Equity Indexes and ETFs#
import pandas as pd
import numpy as np
import datetime
import warnings
from sklearn.linear_model import LinearRegression
from sklearn.decomposition import PCA
from scipy.optimize import minimize
import matplotlib.pyplot as plt
%matplotlib inline
plt.rcParams['figure.figsize'] = (12,6)
plt.rcParams['font.size'] = 15
plt.rcParams['legend.fontsize'] = 13
from matplotlib.ticker import (MultipleLocator,
FormatStrFormatter,
AutoMinorLocator)
import seaborn as sns
import sys
sys.path.insert(0, '..')
from utils import *
from portfolio import *
Indexes#
The S&P 500#
Constituents#
The S&P 500 is composed of
US-listed public equities
Large market cap
Liquid shares
A few extra conditions on financials to try to eliminate excess turnover
For practical purposes, consider it as the largest 500 U.S. equities.

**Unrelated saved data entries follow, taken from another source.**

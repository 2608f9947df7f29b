//! Input validation and the `(label, suffix)` split.

use std::fmt;

use lazy_static::lazy_static;
use regex::Regex;
use url::{Host, Url};

use crate::error::{Error, Result};

lazy_static! {
    // 1-63 chars per label, no leading/trailing hyphen, alphabetic start on the TLD.
    static ref DOMAIN_RE: Regex = Regex::new(
        r"(?i)^(?:[a-z0-9](?:[a-z0-9-]{0,61}[a-z0-9])?\.)+[a-z](?:[a-z0-9-]{0,61}[a-z0-9])?$"
    )
    .expect("domain grammar is a valid regex");
}

const MAX_DOMAIN_LEN: usize = 253;

/// Resolves the public suffix (`com`, `co.uk`, ...) of a domain.
pub trait PublicSuffixResolver: Send + Sync {
    fn effective_suffix(&self, domain: &str) -> Option<String>;
}

/// Public suffix lookups against the list compiled into the `psl` crate.
#[derive(Debug, Default, Clone, Copy)]
pub struct PslSuffix;

impl PublicSuffixResolver for PslSuffix {
    fn effective_suffix(&self, domain: &str) -> Option<String> {
        psl::suffix_str(domain).map(str::to_string)
    }
}

/// A validated domain split into its mutable label and its public suffix.
#[derive(Debug, Clone, PartialEq, Eq)]
pub struct DomainTarget {
    pub label: String,
    pub suffix: String,
}

impl DomainTarget {
    /// Joins a (mutated) label back onto this target's suffix.
    pub fn fqdn(&self, label: &str) -> String {
        format!("{}.{}", label, self.suffix)
    }
}

impl fmt::Display for DomainTarget {
    fn fmt(&self, f: &mut fmt::Formatter<'_>) -> fmt::Result {
        write!(f, "{}.{}", self.label, self.suffix)
    }
}

pub fn validate_domain(domain: &str) -> bool {
    domain.len() <= MAX_DOMAIN_LEN && DOMAIN_RE.is_match(domain)
}

/// Validates `input` and splits it into label and suffix.
///
/// Without `include_subdomains` the label is the registrable name only
/// (`subdomain.test.co.uk` gives `test`); with it, everything left of the
/// suffix is kept (`subdomain.test`).
pub fn normalize(
    input: &str,
    include_subdomains: bool,
    suffixes: &dyn PublicSuffixResolver,
) -> Result<DomainTarget> {
    let domain = input.trim().trim_end_matches('.').to_ascii_lowercase();
    let invalid = || Error::InvalidDomain(input.to_string());

    if !validate_domain(&domain) {
        return Err(invalid());
    }

    let suffix = suffixes
        .effective_suffix(&domain)
        .filter(|s| !s.is_empty())
        .ok_or_else(invalid)?;

    let left = domain
        .strip_suffix(suffix.as_str())
        .and_then(|rest| rest.strip_suffix('.'))
        .filter(|rest| !rest.is_empty())
        .ok_or_else(invalid)?;

    let label = if include_subdomains {
        left
    } else {
        left.rsplit('.').next().unwrap_or(left)
    };

    Ok(DomainTarget {
        label: label.to_string(),
        suffix,
    })
}

/// IDNA (punycode) form of a domain, `None` if it cannot be encoded.
pub fn to_ascii(domain: &str) -> Option<String> {
    match Host::parse(domain) {
        Ok(Host::Domain(ascii)) => Some(ascii),
        _ => None,
    }
}

/// Accepts a bare domain or a URL and returns the host part.
pub fn host_from_input(input: &str) -> String {
    let input = input.trim();
    if input.contains("://") {
        if let Some(host) = Url::parse(input)
            .ok()
            .and_then(|url| url.host_str().map(str::to_string))
        {
            return host;
        }
    }
    input.to_string()
}
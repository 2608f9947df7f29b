use std::path::PathBuf;

use thiserror::Error;

/// Fatal errors: bad input or I/O the run cannot continue without.
#[derive(Debug, Error)]
pub enum Error {
    #[error("please supply a valid domain: {0:?}")]
    InvalidDomain(String),

    #[error("{}: {source}", path.display())]
    Io {
        path: PathBuf,
        #[source]
        source: std::io::Error,
    },

    #[error("cannot open geolocation database {}: {source}", path.display())]
    GeoDatabase {
        path: PathBuf,
        #[source]
        source: maxminddb::MaxMindDBError,
    },

    #[error("json export: {0}")]
    Json(#[from] serde_json::Error),

    #[error("csv export: {0}")]
    Csv(#[from] csv::Error),
}

impl Error {
    pub(crate) fn io(path: impl Into<PathBuf>, source: std::io::Error) -> Self {
        Error::Io {
            path: path.into(),
            source,
        }
    }
}

pub type Result<T, E = Error> = std::result::Result<T, E>;
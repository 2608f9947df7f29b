use std::fs::File;
use std::io::{BufReader, BufWriter, Write};
use std::path::Path;

use serde::{Deserialize, Serialize};
use tracing::info;

use crate::enrich::Record;
use crate::error::{Error, Result};

#[derive(Debug, Clone, Copy, PartialEq, Eq)]
pub enum ExportFormat {
    Csv,
    Json,
}

impl ExportFormat {
    pub fn extension(self) -> &'static str {
        match self {
            ExportFormat::Csv => "csv",
            ExportFormat::Json => "json",
        }
    }

    pub fn write(self, path: &Path, records: &[Record]) -> Result<()> {
        match self {
            ExportFormat::Csv => write_csv(path, records),
            ExportFormat::Json => write_json(path, records),
        }
    }
}

#[derive(Serialize)]
struct ExportRef<'a> {
    results: &'a [Record],
}

#[derive(Deserialize)]
struct Export {
    results: Vec<Record>,
}

pub fn to_json_string(records: &[Record]) -> Result<String> {
    Ok(serde_json::to_string_pretty(&ExportRef { results: records })?)
}

pub fn from_json_str(json: &str) -> Result<Vec<Record>> {
    Ok(serde_json::from_str::<Export>(json)?.results)
}

pub fn write_json(path: &Path, records: &[Record]) -> Result<()> {
    let file = File::create(path).map_err(|e| Error::io(path, e))?;
    let mut writer = BufWriter::new(file);
    serde_json::to_writer_pretty(&mut writer, &ExportRef { results: records })?;
    writer.flush().map_err(|e| Error::io(path, e))?;
    info!(path = %path.display(), records = records.len(), "json export written");
    Ok(())
}

pub fn read_json(path: &Path) -> Result<Vec<Record>> {
    let file = File::open(path).map_err(|e| Error::io(path, e))?;
    let export: Export = serde_json::from_reader(BufReader::new(file))?;
    Ok(export.results)
}

/// Columns: technique, domain, a_record, geolocation, whoiscreation,
/// whoismodification. Missing values are empty cells.
pub fn csv_row(record: &Record) -> [String; 6] {
    [
        record.technique.to_string(),
        record.domain.clone(),
        record.a_record.clone().unwrap_or_default(),
        record
            .geolocation
            .as_ref()
            .map(|g| g.to_string())
            .unwrap_or_default(),
        record.whois_created.clone().unwrap_or_default(),
        record.whois_updated.clone().unwrap_or_default(),
    ]
}

pub fn write_csv(path: &Path, records: &[Record]) -> Result<()> {
    let file = File::create(path).map_err(|e| Error::io(path, e))?;
    let mut writer = csv::WriterBuilder::new()
        .has_headers(false)
        .from_writer(file);
    for record in records {
        writer.write_record(csv_row(record))?;
    }
    writer.flush().map_err(|e| Error::io(path, e))?;
    info!(path = %path.display(), records = records.len(), "csv export written");
    Ok(())
}
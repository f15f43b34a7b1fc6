//! The entity store: id → entity, in insertion order.
//!
//! [`EntityStore`] is the container behind every game state. It supports
//! insert-or-replace, lookup by id, a never-failing component view, group
//! queries by component kind and idempotent deletion.
//!
//! Iteration order is insertion order. Replacing an entity keeps its original
//! slot, so a ghost swapped for a live player (and back) does not move within
//! the store. That keeps serialized snapshots, and therefore state hashes,
//! stable across processes that applied the same operations.
//!
//! # Example
//!
//! ```
//! use arena_ecs::prelude::*;
//! use glam::Vec3;
//!
//! let mut store = EntityStore::new();
//! store.add(Entity::new("w1").with_transform(Transform::at(Vec3::ZERO)).with_wall());
//! store.add(Entity::new("p1").with_player(Player { name: "ann".into(), respawn_timer: 0.0 }));
//!
//! assert_eq!(store.group(ComponentKind::Wall).count(), 1);
//! assert!(store.components("p1").transform.is_none());
//! store.delete("p1");
//! assert!(store.get("p1").is_none());
//! ```

use indexmap::IndexMap;
use serde::{Deserialize, Serialize};

use crate::component::{
    Collider, ComponentKind, ComponentSet, Controller, Damage, Ghost, Head, Health, Pickup,
    Player, Score, Transform, Velocity, Wall, Weapon,
};
use crate::entity::{Entity, EntityId};

// ---------------------------------------------------------------------------
// Components view
// ---------------------------------------------------------------------------

/// Borrowed view over whichever components an entity has.
///
/// Returned by [`EntityStore::components`]. Missing entities yield a view with
/// every field `None`, so callers destructure it without a not-found branch.
#[derive(Debug, Clone, Copy, Default)]
pub struct Components<'a> {
    pub transform: Option<&'a Transform>,
    pub head: Option<&'a Head>,
    pub velocity: Option<&'a Velocity>,
    pub health: Option<&'a Health>,
    pub weapon: Option<&'a Weapon>,
    pub controller: Option<&'a Controller>,
    pub collider: Option<&'a Collider>,
    pub damage: Option<&'a Damage>,
    pub player: Option<&'a Player>,
    pub score: Option<&'a Score>,
    pub ghost: Option<&'a Ghost>,
    pub pickup: Option<&'a Pickup>,
    pub wall: Option<&'a Wall>,
}

impl<'a> Components<'a> {
    fn of(entity: &'a Entity) -> Self {
        Self {
            transform: entity.transform.as_ref(),
            head: entity.head.as_ref(),
            velocity: entity.velocity.as_ref(),
            health: entity.health.as_ref(),
            weapon: entity.weapon.as_ref(),
            controller: entity.controller.as_ref(),
            collider: entity.collider.as_ref(),
            damage: entity.damage.as_ref(),
            player: entity.player.as_ref(),
            score: entity.score.as_ref(),
            ghost: entity.ghost.as_ref(),
            pickup: entity.pickup.as_ref(),
            wall: entity.wall.as_ref(),
        }
    }
}

// ---------------------------------------------------------------------------
// EntityStore
// ---------------------------------------------------------------------------

/// Insertion-ordered map of entities keyed by id.
#[derive(Debug, Clone, Default, PartialEq, Serialize, Deserialize)]
#[serde(transparent)]
pub struct EntityStore {
    entities: IndexMap<EntityId, Entity>,
}

impl EntityStore {
    /// Create an empty store.
    pub fn new() -> Self {
        Self {
            entities: IndexMap::new(),
        }
    }

    /// Insert `entity`, replacing any entity with the same id in place.
    ///
    /// Returns the replaced entity, if any.
    pub fn add(&mut self, entity: Entity) -> Option<Entity> {
        let replaced = self.entities.insert(entity.id.clone(), entity);
        if let Some(old) = &replaced {
            tracing::trace!(entity = %old.id, "replaced entity");
        }
        replaced
    }

    /// Look up an entity by id.
    pub fn get(&self, id: &str) -> Option<&Entity> {
        self.entities.get(id)
    }

    /// Mutable lookup by id.
    pub fn get_mut(&mut self, id: &str) -> Option<&mut Entity> {
        self.entities.get_mut(id)
    }

    /// The components present on `id`. Never fails: unknown ids give an
    /// all-`None` view.
    pub fn components(&self, id: &str) -> Components<'_> {
        self.entities.get(id).map(Components::of).unwrap_or_default()
    }

    /// All entities carrying a component of `kind`, in insertion order.
    pub fn group(&self, kind: ComponentKind) -> impl Iterator<Item = &Entity> + '_ {
        self.with_all(kind.into())
    }

    /// Ids of all entities carrying a component of `kind`.
    ///
    /// Collected eagerly so the caller may mutate the store while walking it.
    pub fn group_ids(&self, kind: ComponentKind) -> Vec<EntityId> {
        self.group(kind).map(|e| e.id.clone()).collect()
    }

    /// All entities carrying every component in `required`.
    pub fn with_all(&self, required: ComponentSet) -> impl Iterator<Item = &Entity> + '_ {
        self.entities
            .values()
            .filter(move |e| e.component_set().contains(required))
    }

    /// Remove the entity with `id`. No-op if absent.
    ///
    /// Remaining entities keep their relative order.
    pub fn delete(&mut self, id: &str) -> Option<Entity> {
        self.entities.shift_remove(id)
    }

    /// Whether an entity with `id` exists.
    pub fn contains(&self, id: &str) -> bool {
        self.entities.contains_key(id)
    }

    /// Number of stored entities.
    pub fn len(&self) -> usize {
        self.entities.len()
    }

    /// Whether the store is empty.
    pub fn is_empty(&self) -> bool {
        self.entities.is_empty()
    }

    /// Iterate all entities in insertion order.
    pub fn iter(&self) -> impl Iterator<Item = &Entity> + '_ {
        self.entities.values()
    }

    /// Iterate all ids in insertion order.
    pub fn ids(&self) -> impl Iterator<Item = &EntityId> + '_ {
        self.entities.keys()
    }
}

// ---------------------------------------------------------------------------
// Tests
// ---------------------------------------------------------------------------

#[cfg(test)]
mod tests {
    use super::*;
    use crate::component::Score;
    use glam::Vec3;

    fn ghost(id: &str) -> Entity {
        Entity::new(id)
            .with_player(Player {
                name: id.to_owned(),
                respawn_timer: 1.0,
            })
            .with_score(Score::default())
            .with_ghost()
    }

    #[test]
    fn add_then_get() {
        let mut store = EntityStore::new();
        assert!(store.add(ghost("p1")).is_none());
        assert_eq!(store.get("p1").unwrap().id.as_str(), "p1");
        assert_eq!(store.len(), 1);
    }

    #[test]
    fn add_replaces_in_place() {
        let mut store = EntityStore::new();
        store.add(ghost("a"));
        store.add(ghost("b"));
        store.add(ghost("c"));
        let live = Entity::new("b").with_transform(Transform::at(Vec3::ONE));
        let old = store.add(live).unwrap();
        assert!(old.ghost.is_some());

        let order: Vec<&str> = store.ids().map(|id| id.as_str()).collect();
        assert_eq!(order, ["a", "b", "c"]);
        assert!(store.get("b").unwrap().ghost.is_none());
    }

    #[test]
    fn components_of_missing_entity_is_empty() {
        let store = EntityStore::new();
        let view = store.components("nobody");
        assert!(view.transform.is_none());
        assert!(view.weapon.is_none());
        assert!(view.player.is_none());
    }

    #[test]
    fn group_filters_by_component() {
        let mut store = EntityStore::new();
        store.add(ghost("p1"));
        store.add(Entity::new("w").with_wall());
        store.add(ghost("p2"));

        let players = store.group_ids(ComponentKind::Player);
        assert_eq!(players, vec![EntityId::from("p1"), EntityId::from("p2")]);
        assert_eq!(store.group(ComponentKind::Wall).count(), 1);
        assert_eq!(store.group(ComponentKind::Damage).count(), 0);
    }

    #[test]
    fn with_all_requires_every_kind() {
        let mut store = EntityStore::new();
        store.add(ghost("g"));
        store.add(
            Entity::new("live")
                .with_player(Player {
                    name: "l".into(),
                    respawn_timer: 0.0,
                })
                .with_transform(Transform::default()),
        );
        let hits: Vec<_> = store
            .with_all(ComponentSet::PLAYER | ComponentSet::TRANSFORM)
            .map(|e| e.id.as_str())
            .collect();
        assert_eq!(hits, ["live"]);
    }

    #[test]
    fn delete_is_idempotent_and_preserves_order() {
        let mut store = EntityStore::new();
        store.add(ghost("a"));
        store.add(ghost("b"));
        store.add(ghost("c"));
        assert!(store.delete("b").is_some());
        assert!(store.delete("b").is_none());
        assert!(store.delete("never").is_none());
        let order: Vec<&str> = store.ids().map(|id| id.as_str()).collect();
        assert_eq!(order, ["a", "c"]);
    }

    #[test]
    fn serializes_as_ordered_map() {
        let mut store = EntityStore::new();
        store.add(ghost("z"));
        store.add(ghost("a"));
        let json = serde_json::to_string(&store).unwrap();
        assert!(json.find("\"z\"").unwrap() < json.find("\"a\"").unwrap());
        let back: EntityStore = serde_json::from_str(&json).unwrap();
        assert_eq!(back, store);
    }
}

Reference: S&P Index methodology, pgs 6-10
import scipy.cluster.hierarchy as sch
def cluster_corr(corr_array, inplace=False):
"""
Rearranges the correlation matrix, corr_array, so that groups of highly
correlated variables are next to eachother
Parameters
----------
corr_array : pandas.DataFrame or numpy.ndarray
a NxN correlation matrix
Returns
-------
pandas.DataFrame or numpy.ndarray
a NxN correlation matrix with the columns and rows rearranged
"""
pairwise_distances = sch.distance.pdist(corr_array)
linkage = sch.linkage(pairwise_distances, method='complete')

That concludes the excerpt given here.